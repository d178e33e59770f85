#![warn(missing_docs)]

//! Triangle meshes and triangle proximity queries for octofill.
//!
//! The mesh is a flat indexed triangle set. A mesh may also arrive as a
//! triangle soup (vertices only, three per triangle); [`TriangleMesh::indexed`]
//! materializes the shared-vertex form on demand.

pub mod aabb_tree;

pub use aabb_tree::{closest_point_on_triangle, TriangleTree};

use std::borrow::Cow;
use std::collections::HashMap;

use octofill_math::{Point3, Vec3};

/// Triangle mesh of a printable solid.
#[derive(Debug, Clone)]
pub struct TriangleMesh {
    /// Flat array of vertex positions: `[x0, y0, z0, x1, y1, z1, ...]` (f32).
    pub vertices: Vec<f32>,
    /// Flat array of triangle indices: `[i0, i1, i2, ...]` (u32).
    ///
    /// Empty for a triangle soup, where every three vertices form a triangle.
    pub indices: Vec<u32>,
    /// Flat array of vertex normals: `[nx0, ny0, nz0, ...]` (f32). May be empty.
    pub normals: Vec<f32>,
}

impl TriangleMesh {
    /// Create an empty mesh.
    pub fn new() -> Self {
        Self {
            vertices: Vec::new(),
            indices: Vec::new(),
            normals: Vec::new(),
        }
    }

    /// Create an indexed mesh from vertex positions and triangle indices.
    pub fn from_indexed(vertices: Vec<f32>, indices: Vec<u32>) -> Self {
        Self {
            vertices,
            indices,
            normals: Vec::new(),
        }
    }

    /// Create a triangle soup: every nine floats are one triangle.
    pub fn from_soup(vertices: Vec<f32>) -> Self {
        Self {
            vertices,
            indices: Vec::new(),
            normals: Vec::new(),
        }
    }

    /// Number of triangles.
    pub fn num_triangles(&self) -> usize {
        if self.has_shared_vertices() {
            self.indices.len() / 3
        } else {
            self.vertices.len() / 9
        }
    }

    /// Number of vertices.
    pub fn num_vertices(&self) -> usize {
        self.vertices.len() / 3
    }

    /// Whether the mesh carries an index array.
    pub fn has_shared_vertices(&self) -> bool {
        !self.indices.is_empty() || self.vertices.is_empty()
    }

    /// Position of vertex `i`.
    pub fn vertex(&self, i: usize) -> Point3 {
        Point3::new(
            self.vertices[i * 3] as f64,
            self.vertices[i * 3 + 1] as f64,
            self.vertices[i * 3 + 2] as f64,
        )
    }

    /// Vertex indices of triangle `t`. Only valid on an indexed mesh.
    pub fn triangle_indices(&self, t: usize) -> [usize; 3] {
        [
            self.indices[t * 3] as usize,
            self.indices[t * 3 + 1] as usize,
            self.indices[t * 3 + 2] as usize,
        ]
    }

    /// The shared-vertex form of this mesh.
    ///
    /// Borrows `self` when it is already indexed; otherwise welds
    /// bit-identical soup vertices into a new indexed mesh.
    pub fn indexed(&self) -> Cow<'_, TriangleMesh> {
        if self.has_shared_vertices() {
            return Cow::Borrowed(self);
        }

        let mut lookup: HashMap<[u32; 3], u32> = HashMap::new();
        let mut vertices = Vec::new();
        let mut indices = Vec::with_capacity(self.vertices.len() / 3);

        for v in self.vertices.chunks_exact(3).take(self.num_triangles() * 3) {
            let key = [v[0].to_bits(), v[1].to_bits(), v[2].to_bits()];
            let idx = *lookup.entry(key).or_insert_with(|| {
                vertices.extend_from_slice(v);
                (vertices.len() / 3 - 1) as u32
            });
            indices.push(idx);
        }

        Cow::Owned(Self::from_indexed(vertices, indices))
    }

    /// Axis-aligned bounding box of all vertices, or `None` for an empty mesh.
    pub fn bounding_box(&self) -> Option<Aabb3> {
        if self.vertices.len() < 3 {
            return None;
        }
        let mut aabb = Aabb3::empty();
        for i in 0..self.num_vertices() {
            aabb.include_point(&self.vertex(i));
        }
        Some(aabb)
    }
}

impl Default for TriangleMesh {
    fn default() -> Self {
        Self::new()
    }
}

/// Axis-aligned bounding box in 3D.
#[derive(Debug, Clone, Copy, PartialEq)]
pub struct Aabb3 {
    /// Minimum corner.
    pub min: Point3,
    /// Maximum corner.
    pub max: Point3,
}

impl Aabb3 {
    /// Create an AABB from min and max corners.
    pub fn new(min: Point3, max: Point3) -> Self {
        Self { min, max }
    }

    /// Create an empty (inverted) AABB suitable for expansion.
    pub fn empty() -> Self {
        Self {
            min: Point3::new(f64::INFINITY, f64::INFINITY, f64::INFINITY),
            max: Point3::new(f64::NEG_INFINITY, f64::NEG_INFINITY, f64::NEG_INFINITY),
        }
    }

    /// Expand this AABB to include a point.
    pub fn include_point(&mut self, p: &Point3) {
        self.min.x = self.min.x.min(p.x);
        self.min.y = self.min.y.min(p.y);
        self.min.z = self.min.z.min(p.z);
        self.max.x = self.max.x.max(p.x);
        self.max.y = self.max.y.max(p.y);
        self.max.z = self.max.z.max(p.z);
    }

    /// Expand this AABB to include another one.
    pub fn include_aabb(&mut self, other: &Aabb3) {
        self.include_point(&other.min);
        self.include_point(&other.max);
    }

    /// Edge lengths along each axis.
    pub fn size(&self) -> Vec3 {
        self.max - self.min
    }

    /// Center point.
    pub fn center(&self) -> Point3 {
        Point3::from((self.min.coords + self.max.coords) / 2.0)
    }

    /// Squared distance from `p` to the box; zero when `p` is inside.
    pub fn squared_exterior_distance(&self, p: &Point3) -> f64 {
        let mut d = 0.0;
        for axis in 0..3 {
            let v = p[axis];
            if v < self.min[axis] {
                d += (self.min[axis] - v).powi(2);
            } else if v > self.max[axis] {
                d += (v - self.max[axis]).powi(2);
            }
        }
        d
    }

    /// Surface area, used by the SAH split heuristic.
    pub fn surface_area(&self) -> f64 {
        let d = self.size();
        2.0 * (d.x * d.y + d.y * d.z + d.z * d.x)
    }
}

#[cfg(test)]
mod tests {
    use super::*;
    use approx::assert_abs_diff_eq;

    #[rustfmt::skip]
    fn make_cube_mesh() -> TriangleMesh {
        let size = 10.0f32;
        let vertices = vec![
            0.0, 0.0, 0.0, size, 0.0, 0.0, size, size, 0.0, 0.0, size, 0.0,
            0.0, 0.0, size, size, 0.0, size, size, size, size, 0.0, size, size,
        ];
        let indices = vec![
            0, 2, 1, 0, 3, 2,
            4, 5, 6, 4, 6, 7,
            0, 1, 5, 0, 5, 4,
            2, 3, 7, 2, 7, 6,
            0, 4, 7, 0, 7, 3,
            1, 2, 6, 1, 6, 5,
        ];
        TriangleMesh::from_indexed(vertices, indices)
    }

    #[test]
    fn test_bounding_box() {
        let mesh = make_cube_mesh();
        let bb = mesh.bounding_box().unwrap();
        assert_abs_diff_eq!(bb.min.x, 0.0);
        assert_abs_diff_eq!(bb.max.z, 10.0);
        assert_abs_diff_eq!(bb.center().y, 5.0);
        assert_abs_diff_eq!(bb.size().x, 10.0);
    }

    #[test]
    fn test_empty_mesh_has_no_bounds() {
        let mesh = TriangleMesh::new();
        assert!(mesh.bounding_box().is_none());
        assert_eq!(mesh.num_triangles(), 0);
        assert!(mesh.has_shared_vertices());
    }

    #[test]
    fn test_soup_is_welded() {
        let cube = make_cube_mesh();
        let mut soup = Vec::new();
        for t in 0..cube.num_triangles() {
            for i in cube.triangle_indices(t) {
                let v = cube.vertex(i);
                soup.extend_from_slice(&[v.x as f32, v.y as f32, v.z as f32]);
            }
        }
        let soup = TriangleMesh::from_soup(soup);
        assert!(!soup.has_shared_vertices());
        assert_eq!(soup.num_triangles(), 12);

        let indexed = soup.indexed();
        assert!(matches!(indexed, Cow::Owned(_)));
        assert_eq!(indexed.num_vertices(), 8);
        assert_eq!(indexed.num_triangles(), 12);
    }

    #[test]
    fn test_indexed_mesh_is_borrowed() {
        let cube = make_cube_mesh();
        assert!(matches!(cube.indexed(), Cow::Borrowed(_)));
    }

    #[test]
    fn test_exterior_distance() {
        let bb = Aabb3::new(Point3::new(0.0, 0.0, 0.0), Point3::new(1.0, 1.0, 1.0));
        assert_abs_diff_eq!(bb.squared_exterior_distance(&Point3::new(0.5, 0.5, 0.5)), 0.0);
        assert_abs_diff_eq!(bb.squared_exterior_distance(&Point3::new(3.0, 0.5, 0.5)), 4.0);
        assert_abs_diff_eq!(bb.squared_exterior_distance(&Point3::new(2.0, 2.0, 0.5)), 2.0);
    }
}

───

Give back, unchanged, the run of lines in the listing above that begins at the line containing "vertices.extend_from_slice(v);" and ends at the line containing "for an empty mesh.", both included.

                vertices.extend_from_slice(v);
                (vertices.len() / 3 - 1) as u32
            });
            indices.push(idx);
        }

        Cow::Owned(Self::from_indexed(vertices, indices))
    }

    /// Axis-aligned bounding box of all vertices, or `None` for an empty mesh.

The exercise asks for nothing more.